HOW TO COMPLETE THIS TASK ▸ Provide a verbatim copy of the data below.
---------- MATERIAL FOR THIS TASK
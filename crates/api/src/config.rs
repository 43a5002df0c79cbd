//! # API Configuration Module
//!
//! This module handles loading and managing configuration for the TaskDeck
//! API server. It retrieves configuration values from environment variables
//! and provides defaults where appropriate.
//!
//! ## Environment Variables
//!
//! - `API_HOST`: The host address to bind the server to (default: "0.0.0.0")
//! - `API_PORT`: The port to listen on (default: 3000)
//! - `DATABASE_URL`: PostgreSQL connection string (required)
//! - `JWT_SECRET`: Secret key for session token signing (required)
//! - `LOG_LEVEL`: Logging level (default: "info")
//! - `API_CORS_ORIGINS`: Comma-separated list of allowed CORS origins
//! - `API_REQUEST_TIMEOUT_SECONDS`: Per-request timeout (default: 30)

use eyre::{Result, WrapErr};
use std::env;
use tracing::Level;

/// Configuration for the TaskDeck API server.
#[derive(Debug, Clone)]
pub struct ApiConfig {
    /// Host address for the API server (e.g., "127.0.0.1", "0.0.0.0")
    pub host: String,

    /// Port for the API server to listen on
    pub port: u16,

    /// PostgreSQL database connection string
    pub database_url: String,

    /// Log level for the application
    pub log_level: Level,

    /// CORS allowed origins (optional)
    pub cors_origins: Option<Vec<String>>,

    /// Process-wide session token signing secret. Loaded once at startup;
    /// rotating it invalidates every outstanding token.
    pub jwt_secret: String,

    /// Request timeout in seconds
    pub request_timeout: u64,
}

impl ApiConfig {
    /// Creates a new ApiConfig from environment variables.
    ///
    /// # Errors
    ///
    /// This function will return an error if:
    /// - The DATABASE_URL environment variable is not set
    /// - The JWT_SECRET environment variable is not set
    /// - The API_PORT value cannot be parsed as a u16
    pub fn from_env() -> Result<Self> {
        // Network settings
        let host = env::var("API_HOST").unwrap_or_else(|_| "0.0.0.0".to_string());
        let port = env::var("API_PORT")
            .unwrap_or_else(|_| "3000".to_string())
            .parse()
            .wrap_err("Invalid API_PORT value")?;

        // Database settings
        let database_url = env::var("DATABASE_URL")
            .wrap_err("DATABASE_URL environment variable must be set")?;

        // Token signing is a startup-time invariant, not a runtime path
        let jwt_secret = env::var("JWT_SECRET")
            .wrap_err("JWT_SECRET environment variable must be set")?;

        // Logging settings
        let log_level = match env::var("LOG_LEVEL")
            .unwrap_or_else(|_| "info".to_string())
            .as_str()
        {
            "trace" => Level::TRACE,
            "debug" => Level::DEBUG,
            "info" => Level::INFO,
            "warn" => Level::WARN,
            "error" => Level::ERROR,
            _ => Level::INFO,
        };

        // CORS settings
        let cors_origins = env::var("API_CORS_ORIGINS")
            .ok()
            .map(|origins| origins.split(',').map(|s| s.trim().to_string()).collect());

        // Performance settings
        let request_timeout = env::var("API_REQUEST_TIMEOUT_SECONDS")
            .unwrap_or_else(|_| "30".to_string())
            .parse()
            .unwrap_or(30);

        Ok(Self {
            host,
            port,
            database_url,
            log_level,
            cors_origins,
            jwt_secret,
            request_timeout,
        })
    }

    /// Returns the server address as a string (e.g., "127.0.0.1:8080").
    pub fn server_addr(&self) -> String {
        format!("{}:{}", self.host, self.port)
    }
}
--------------------
OUTPUT FOR THIS TASK ▸
filename crates/api/src/config.rs
repository 43a5002df0c79cbd
//! # API Configuration Module
//!
//! This module handles loading and managing configuration for the TaskDeck
//! API server. It retrieves configuration values from environment variables
//! and provides defaults where appropriate.
//!
//! ## Environment Variables
//!
//! - `API_HOST`: The host address to bind the server to (default: "0.0.0.0")
//! - `API_PORT`: The port to listen on (default: 3000)
//! - `DATABASE_URL`: PostgreSQL connection string (required)
//! - `JWT_SECRET`: Secret key for session token signing (required)
//! - `LOG_LEVEL`: Logging level (default: "info")
//! - `API_CORS_ORIGINS`: Comma-separated list of allowed CORS origins
//! - `API_REQUEST_TIMEOUT_SECONDS`: Per-request timeout (default: 30)

use eyre::{Result, WrapErr};
use std::env;
use tracing::Level;

/// Configuration for the TaskDeck API server.
#[derive(Debug, Clone)]
pub struct ApiConfig {
    /// Host address for the API server (e.g., "127.0.0.1", "0.0.0.0")
    pub host: String,

    /// Port for the API server to listen on
    pub port: u16,

    /// PostgreSQL database connection string
    pub database_url: String,

    /// Log level for the application
    pub log_level: Level,

    /// CORS allowed origins (optional)
    pub cors_origins: Option<Vec<String>>,

    /// Process-wide session token signing secret. Loaded once at startup;
    /// rotating it invalidates every outstanding token.
    pub jwt_secret: String,

    /// Request timeout in seconds
    pub request_timeout: u64,
}

impl ApiConfig {
    /// Creates a new ApiConfig from environment variables.
    ///
    /// # Errors
    ///
    /// This function will return an error if:
    /// - The DATABASE_URL environment variable is not set
    /// - The JWT_SECRET environment variable is not set
    /// - The API_PORT value cannot be parsed as a u16
    pub fn from_env() -> Result<Self> {
        // Network settings
        let host = env::var("API_HOST").unwrap_or_else(|_| "0.0.0.0".to_string());
        let port = env::var("API_PORT")
            .unwrap_or_else(|_| "3000".to_string())
            .parse()
            .wrap_err("Invalid API_PORT value")?;

        // Database settings
        let database_url = env::var("DATABASE_URL")
            .wrap_err("DATABASE_URL environment variable must be set")?;

        // Token signing is a startup-time invariant, not a runtime path
        let jwt_secret = env::var("JWT_SECRET")
            .wrap_err("JWT_SECRET environment variable must be set")?;

        // Logging settings
        let log_level = match env::var("LOG_LEVEL")
            .unwrap_or_else(|_| "info".to_string())
            .as_str()
        {
            "trace" => Level::TRACE,
            "debug" => Level::DEBUG,
            "info" => Level::INFO,
            "warn" => Level::WARN,
            "error" => Level::ERROR,
            _ => Level::INFO,
        };

        // CORS settings
        let cors_origins = env::var("API_CORS_ORIGINS")
            .ok()
            .map(|origins| origins.split(',').map(|s| s.trim().to_string()).collect());

        // Performance settings
        let request_timeout = env::var("API_REQUEST_TIMEOUT_SECONDS")
            .unwrap_or_else(|_| "30".to_string())
            .parse()
            .unwrap_or(30);

        Ok(Self {
            host,
            port,
            database_url,
            log_level,
            cors_origins,
            jwt_secret,
            request_timeout,
        })
    }

    /// Returns the server address as a string (e.g., "127.0.0.1:8080").
    pub fn server_addr(&self) -> String {
        format!("{}:{}", self.host, self.port)
    }
}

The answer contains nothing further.